Systems & Synergies

Wow … it’s been a while since I’ve posted here (something I meant to do weekly or so, even if only briefly). Well, maybe time to address that … and I’ll do so with two abject shifts in direction … first going to a portable (or transportable) solution as well as flinging caution to the wind and moving to the opposite end of the budgetary spectrum …

Cayin N8 + 64 Audio tia Fourté

This is a fairly extreme setup, particularly for portable use, not just due to the size/weight of the N8 but also because it’s pushing past $8,000 by the time you factor in a large, fast, storage card and suitable cables for the tia Fourté.

At this end of the market a good portion of what differentiates merely “excellent” from “left in resplendent awe” in a system, for me, is down to how many breath-taking or spine-tingling moments something gives me. If it can’t elicit a tear, cause my breath to catch, nor raise the hairs on the back of my neck, with my favorite, and most emotive, performers, song, albums and concerts, then at this level I have no use for it.

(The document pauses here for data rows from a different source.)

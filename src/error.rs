// src/error.rs

//! Unified error handling for the feed generator.

use std::fmt;

use thiserror::Error;

/// Result type alias for generator operations.
pub type Result<T> = std::result::Result<T, AppError>;

/// Unified application error type.
#[derive(Error, Debug)]
pub enum AppError {
    /// I/O operation failed
    #[error("I/O error: {0}")]
    Io(#[from] std::io::Error),

    /// HTTP request failed
    #[error("HTTP error: {0}")]
    Http(#[from] reqwest::Error),

    /// JSON serialization failed
    #[error("JSON error: {0}")]
    Json(#[from] serde_json::Error),

    /// TOML parsing failed
    #[error("TOML parse error: {0}")]
    Toml(#[from] toml::de::Error),

    /// URL parsing failed
    #[error("URL parse error: {0}")]
    Url(#[from] url::ParseError),

    /// CSS selector parsing failed
    #[error("Invalid selector '{selector}': {message}")]
    Selector { selector: String, message: String },

    /// Configuration error
    #[error("Configuration error: {0}")]
    Config(String),

    /// Configuration value failed a sanity check
    #[error("Validation error: {0}")]
    Validation(String),

    /// Listing page could not be retrieved
    #[error("Fetch error for {url}: {message}")]
    Fetch { url: String, message: String },

    /// A single candidate container could not be turned into a record
    #[error("Extraction error for {context}: {message}")]
    Extract { context: String, message: String },

    /// Feed document could not be serialized
    #[error("XML error: {0}")]
    Xml(String),
}

impl AppError {
    /// Create a selector parsing error.
    pub fn selector(selector: impl Into<String>, message: impl fmt::Display) -> Self {
        Self::Selector {
            selector: selector.into(),
            message: message.to_string(),
        }
    }

    /// Create a configuration error.
    pub fn config(message: impl Into<String>) -> Self {
        Self::Config(message.into())
    }

    /// Create a validation error.
    pub fn validation(message: impl Into<String>) -> Self {
        Self::Validation(message.into())
    }

    /// Create a fetch error for the given URL.
    pub fn fetch(url: impl Into<String>, message: impl fmt::Display) -> Self {
        Self::Fetch {
            url: url.into(),
            message: message.to_string(),
        }
    }

    /// Create an extraction error with context.
    pub fn extract(context: impl Into<String>, message: impl fmt::Display) -> Self {
        Self::Extract {
            context: context.into(),
            message: message.to_string(),
        }
    }

    /// Create an XML serialization error.
    pub fn xml(message: impl fmt::Display) -> Self {
        Self::Xml(message.to_string())
    }
}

Now, to be sure, I have $500 desktop setups that can drive such emotional and physical responses too. Maybe not as often, nor necessarily in as pronounced a fashion, and perhaps not with as many pieces, but they can certainly do it. The Modi 3 -> Vali 2 -> HD6XX stack will do it pretty reliably with Jessye Norman’s portrayal of Carmen, or Elaine Paige’s “Florence” in “Nobody’s Side” (Chess). But, say, Jeff Wayne’s “War of the Worlds” (Musical) is another, more challenging, matter.

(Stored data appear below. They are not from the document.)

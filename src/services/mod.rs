//! Service layer for the feed generator.
//!
//! This module contains the business logic for:
//! - Candidate container discovery (`CandidateLocator`)
//! - Field extraction (`RecordExtractor`)
//! - Identity and acceptance (`RecordValidator`, `content_id`)
//! - Listing scraping (`ListingScraper`)
//! - Fallback output (`fallback_record`)
//! - RSS serialization (`FeedAssembler`)

mod extractor;
mod fallback;
mod feed;
mod listing;
mod locator;
mod validator;

pub use extractor::RecordExtractor;
pub use fallback::{fallback_record, fallback_records};
pub use feed::{FeedAssembler, render_item_body};
pub use listing::{ListingScraper, ScrapeOutcome};
pub use locator::{CandidateLocator, CandidateSource, Candidates, locate_candidates};
pub use validator::{RecordValidator, content_id};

The N8/tia Fourté combination makes that entire production (War of the Worlds!) as other-worldly as the invaders Well’s original work portrays must have been when it was first published. It’s downright spooky in places, adrenaline-pumping and mournful in others, and entirely unsettling with the vocalized exultations of the Martian’s cries in “Dead London”.

As I’ve said elsewhere, this is desktop-class performance. Serious desktop gear at that.

As a pure-DAC the N8 comfortably beats out the RME ADI-2 DAC, which is one of my favorite AKM-based units and something I consider a “reference” class component. And driving IEMs the N8 is still ahead, even given the superlative IEM output on the RME unit.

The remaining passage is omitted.